The trial court in Gripshover used § 179 (or accelerated) deductions in calculating the party's income for child support purposes. The Supreme Court held that this was error, stating, "On its face, section 179 provides an alternative to standard, straight line depreciation, which KRS 403.212(2)(c) expressly identifies as the `only allowable method of calculating depreciation expense.'" Id. Neither this case nor the unpublished cases cited by David support his argument that a court is required to include the depreciation deduction. Rather, if the court in its discretion decides to include the depreciation deduction in its calculation of gross income for child support purposes, it may only use straight-line depreciation, not accelerated depreciation.

The statute specifically states that "[i]ncome and expenses from self-employment or operation of a business shall be carefully reviewed to determine an appropriate level of gross income available to the parent to satisfy a child support obligation. In most cases, this amount will differ from a determination of business income for tax purposes." KRS 403.212(2)(c). Therefore, the plain language of the statute establishes that the legislature contemplated that the trial court would have to review the self-employment income and expenses to decide upon a proper gross income amount, which requires the court to use its discretion.

Accordingly, we hold that the trial court was not mandatorily required to apply David's straight-line business deductions to his gross income and did not err as a matter of law in failing to include that deduction in the calculation.

Next, David argues that the family court abused its discretion in failing to include his straight-line depreciation deduction as a business expense. Our standard of review in an award of child support is well-settled:

Kentucky trial courts have been given broad discretion in considering a parent's assets and setting correspondingly appropriate child support. A reviewing court should defer to the lower court's discretion in child support matters whenever possible. As long as the trial court's discretion comports with the guidelines, or any deviation is adequately justified in writing, this Court will not disturb the trial court's ruling in this regard. However, a trial court's discretion is not unlimited. The test for abuse of discretion is whether the trial judge's decision was arbitrary, unreasonable, unfair, or unsupported by sound legal principles.

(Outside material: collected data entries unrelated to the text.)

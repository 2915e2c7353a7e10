//! Database migration management.

use crate::schema::{CREATE_TASKS_TABLE, SCHEMA_VERSION, TABLE_TASKS};
use rusqlite::{params, Connection, OptionalExtension};
use tracing::{debug, info};

/// Database migration manager.
pub struct MigrationManager;

impl MigrationManager {
    /// Apply all pending migrations to the database.
    pub fn migrate(conn: &Connection) -> crate::Result<()> {
        let tx = conn
            .unchecked_transaction()
            .map_err(|e| crate::Error::migration(format!("failed to begin migration: {e}")))?;

        tx.execute_batch(
            r#"
            CREATE TABLE IF NOT EXISTS schema_migrations (
                version INTEGER PRIMARY KEY,
                applied_at DATETIME DEFAULT CURRENT_TIMESTAMP
            );
            "#,
        )
        .map_err(|e| crate::Error::migration(format!("failed to create schema_migrations: {e}")))?;

        let current_version = Self::current_version(&tx)?.unwrap_or(0);
        debug!(current_version, target_version = SCHEMA_VERSION, "checking schema");

        // Apply migrations sequentially
        if current_version < 1 {
            Self::apply_migration_1(&tx)?;
        }

        tx.commit()
            .map_err(|e| crate::Error::migration(format!("failed to commit migration: {e}")))?;
        Ok(())
    }

    /// Apply migration version 1 - the tasks table.
    ///
    /// A tasks table left by an earlier install is adopted as is.
    fn apply_migration_1(conn: &Connection) -> crate::Result<()> {
        let exists = Self::table_exists(conn, TABLE_TASKS)?;
        if exists {
            debug!("tasks table already present");
        } else {
            conn.execute_batch(CREATE_TASKS_TABLE).map_err(|e| {
                crate::Error::migration(format!("failed to create '{TABLE_TASKS}' table: {e}"))
            })?;
            info!("created tasks table");
        }

        conn.execute(
            "INSERT OR REPLACE INTO schema_migrations (version) VALUES (?)",
            params![1],
        )
        .map_err(|e| crate::Error::migration(format!("failed to record version 1: {e}")))?;

        Ok(())
    }

    /// Check whether a table with the given name exists.
    pub fn table_exists(conn: &Connection, name: &str) -> crate::Result<bool> {
        let found: Option<String> = conn
            .query_row(
                "SELECT name FROM sqlite_master WHERE type = 'table' AND name = ?",
                params![name],
                |row| row.get(0),
            )
            .optional()
            .map_err(|e| {
                crate::Error::migration(format!("failed to check if '{name}' table exists: {e}"))
            })?;

        Ok(found.as_deref() == Some(name))
    }

    /// Get the current schema version.
    pub fn current_version(conn: &Connection) -> crate::Result<Option<u32>> {
        conn.query_row("SELECT MAX(version) FROM schema_migrations", params![], |row| {
            row.get(0)
        })
        .map_err(|e| crate::Error::migration(format!("failed to read schema version: {e}")))
    }
}
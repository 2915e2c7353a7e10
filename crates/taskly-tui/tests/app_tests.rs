//! Board moves written through the store.

use taskly_core::{Status, TaskId};
use taskly_local_db::Database;
use taskly_tui::App;

#[test]
fn move_task_persists_and_rebuckets() {
    let db = Database::open_in_memory().expect("Failed to open in-memory database");
    let task = db.tasks().insert("Carry me", "").unwrap();

    let tasks = db.tasks().list().unwrap();
    let mut app = App::new(&db, tasks);
    app.move_task(task.id, Status::InProgress);

    assert!(app.board().column(Status::Todo).tasks.is_empty());
    assert_eq!(app.board().column(Status::InProgress).tasks.len(), 1);
    assert_eq!(app.board().error(), None);
    assert_eq!(db.tasks().get(task.id).unwrap().status, Status::InProgress);
}

#[test]
fn failed_move_is_reported_on_the_board() {
    let db = Database::open_in_memory().expect("Failed to open in-memory database");
    let mut app = App::new(&db, Vec::new());

    app.move_task(TaskId(99), Status::Done);

    let error = app.board().error().expect("error should be shown");
    assert!(error.contains("Failed to move task 99"));
    assert!(error.contains("not found"));
}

Downing v. Downing, 45 S.W.3d 449, 454 (Ky. App. 2001) (footnotes omitted).

David contends that the family court's decision to exclude his depreciation expense because it was not actually paid out of his income was both flawed and illogical because it ignored the purposes of this deduction. We disagree. The court carefully considered the expenses listed on David's tax return, keeping in mind that "[t]he real world result of applying the depreciations at issue is that [David] was afforded a higher available annual income which should benefit his child." We find no abuse of discretion in the court's decision to exclude David's depreciation expenses from his gross income for child support purposes.

For the foregoing reasons, the orders of the Franklin Family Court are affirmed.

ALL CONCUR.

FootNotes


1. David's farm income that year totaled $808,025.00 and his expenses — including depreciation — totaled $751,665.00 for a total farm profit of $56,360.00. He also claimed a $25,000.00 loss on his rental income.